With the assistance of Easter Seals, the foundation has offered summer camps for children with developmental disabilities, which in turn provide much-needed respite for moms and dads. Drama classes at the Rose Theatre in Omaha also have been available for children and young adults with autism to improve their communication skills, along with companion classes for siblings of those with disabilities.

"My wife and I came to the conclusion that there could be a way to take the skills we've honed in the business world and apply them to help families who have children with disabilities on their journey. We understand their journey; we're on it."

Mark Hirschfeld

As the foundation evolves to become a full public charity, it will strive to develop programs to combat the profound challenges that adults with disabilities face, such as vocation and residence.

By visiting similar programs around the country and establishing a dialogue with other successful agencies and non-profits, the foundation hopes to build a stronger organization.

"We don't necessarily have to recreate the wheel, but gain some insight," Hirschfeld said. "We want to continue to build on the success of our partnerships not only with MMI, but also with other organizations that have the resources and skills."
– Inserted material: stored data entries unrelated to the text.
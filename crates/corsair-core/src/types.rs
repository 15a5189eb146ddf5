//! Fundamental geometric and simulation types.

use glam::DVec3;
use serde::{Deserialize, Serialize};

/// Simulation time tracking.
///
/// The frame rate is the tick rate; all speeds are per-frame units and
/// there is no dt scaling.
#[derive(Debug, Clone, Copy, Default, Serialize, Deserialize)]
pub struct SimTime {
    /// Current frame number (increments by 1 each frame).
    pub frame: u64,
}

impl SimTime {
    /// Advance by one frame.
    pub fn advance(&mut self) {
        self.frame += 1;
    }

    /// Elapsed session time in seconds at the nominal refresh rate.
    pub fn elapsed_secs(&self) -> f64 {
        self.frame as f64 / crate::constants::REFRESH_RATE as f64
    }
}

/// Stable handle the renderer knows an entity's visual node by.
/// Allocated sequentially by the engine, never reused within a session.
#[derive(
    Debug, Clone, Copy, PartialEq, Eq, PartialOrd, Ord, Hash, Serialize, Deserialize, Default,
)]
#[serde(transparent)]
pub struct NodeId(pub u32);

/// What kind of visual an entity is backed by.
#[derive(Debug, Clone, Copy, PartialEq, Eq, Hash, Serialize, Deserialize)]
pub enum EntityKind {
    /// The player's boat.
    Boat,
    /// A pursuing pirate (rendered from the boat template).
    Pirate,
    /// A collectible treasure chest.
    Treasure,
}

impl EntityKind {
    /// Model asset for this kind. The player and pirates share one boat
    /// template; all treasures share one treasure template.
    pub fn model_path(&self) -> &'static str {
        match self {
            EntityKind::Boat | EntityKind::Pirate => crate::constants::BOAT_MODEL_PATH,
            EntityKind::Treasure => crate::constants::TREASURE_MODEL_PATH,
        }
    }

    /// Uniform scale applied to the visual node.
    pub fn model_scale(&self) -> f64 {
        match self {
            EntityKind::Boat | EntityKind::Pirate => crate::constants::BOAT_MODEL_SCALE,
            EntityKind::Treasure => crate::constants::TREASURE_MODEL_SCALE,
        }
    }
}

/// Horizontal distance between two points (x/z plane, height ignored).
pub fn planar_distance(a: DVec3, b: DVec3) -> f64 {
    let dx = b.x - a.x;
    let dz = b.z - a.z;
    (dx * dx + dz * dz).sqrt()
}

/// Heading that faces `from` toward `to` in the horizontal plane.
///
/// Headings rotate about the vertical axis; the forward axis at heading
/// `h` is `(cos h, 0, -sin h)`, matching the renderer's rotation-about-Y
/// convention.
pub fn planar_bearing(from: DVec3, to: DVec3) -> f64 {
    let dx = to.x - from.x;
    let dz = to.z - from.z;
    (-dz).atan2(dx)
}

/// Wrap an angle to the half-open interval [-PI, PI).
pub fn wrap_angle(angle: f64) -> f64 {
    use std::f64::consts::{PI, TAU};
    (angle + PI).rem_euclid(TAU) - PI
}
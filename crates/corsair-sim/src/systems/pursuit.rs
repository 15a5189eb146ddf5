//! Pursuit system — drives every pirate toward the player each frame.
//!
//! Asks the pursuit policy for a decision per pirate, applies it, then
//! advances the pirate's own body. Skipped entirely while the player's
//! model is loading: with no quarry there is nothing to chase.

use hecs::World;

use corsair_core::components::{Hull, MotionState, Pirate};
use corsair_pursuit::steering::{decide, PursuitAction, PursuitContext, PursuitProfile};

use super::movement;

pub fn run(world: &mut World) {
    let Some(player) = super::player_body(world) else {
        return;
    };
    let profile = PursuitProfile::standard();

    for (_entity, (_pirate, hull, motion)) in
        world.query_mut::<(&Pirate, &mut Hull, &mut MotionState)>()
    {
        let Hull::Ready(body) = hull else {
            continue;
        };

        let ctx = PursuitContext {
            position: body.position,
            heading: body.heading,
            quarry: player.position,
        };
        match decide(&ctx, &profile) {
            PursuitAction::Steer { turn } => movement::apply_direct_steering(body, turn),
            PursuitAction::Thrust => motion.linear_velocity += motion.acceleration,
        }
        movement::advance(body, motion);
    }
}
Using the analogy of a mountain hike, Hirschfeld said the foundation has currently established a base camp and is looking for people to climb with.

Before taking the job as executive director, Hirschfeld was perfectly happy just volunteering with the GWR Sunshine Foundation. However, after much consideration, he and his wife decided that they had a vested interest in helping those with developmental disabilities and decided to take the next step.

"My wife and I came to the conclusion that there could be a way to take the skills we've honed in the business world and apply them to help families who have children with disabilities on their journey," Hirschfeld said. "We understand their journey; we're on it. This indeed is a great calling."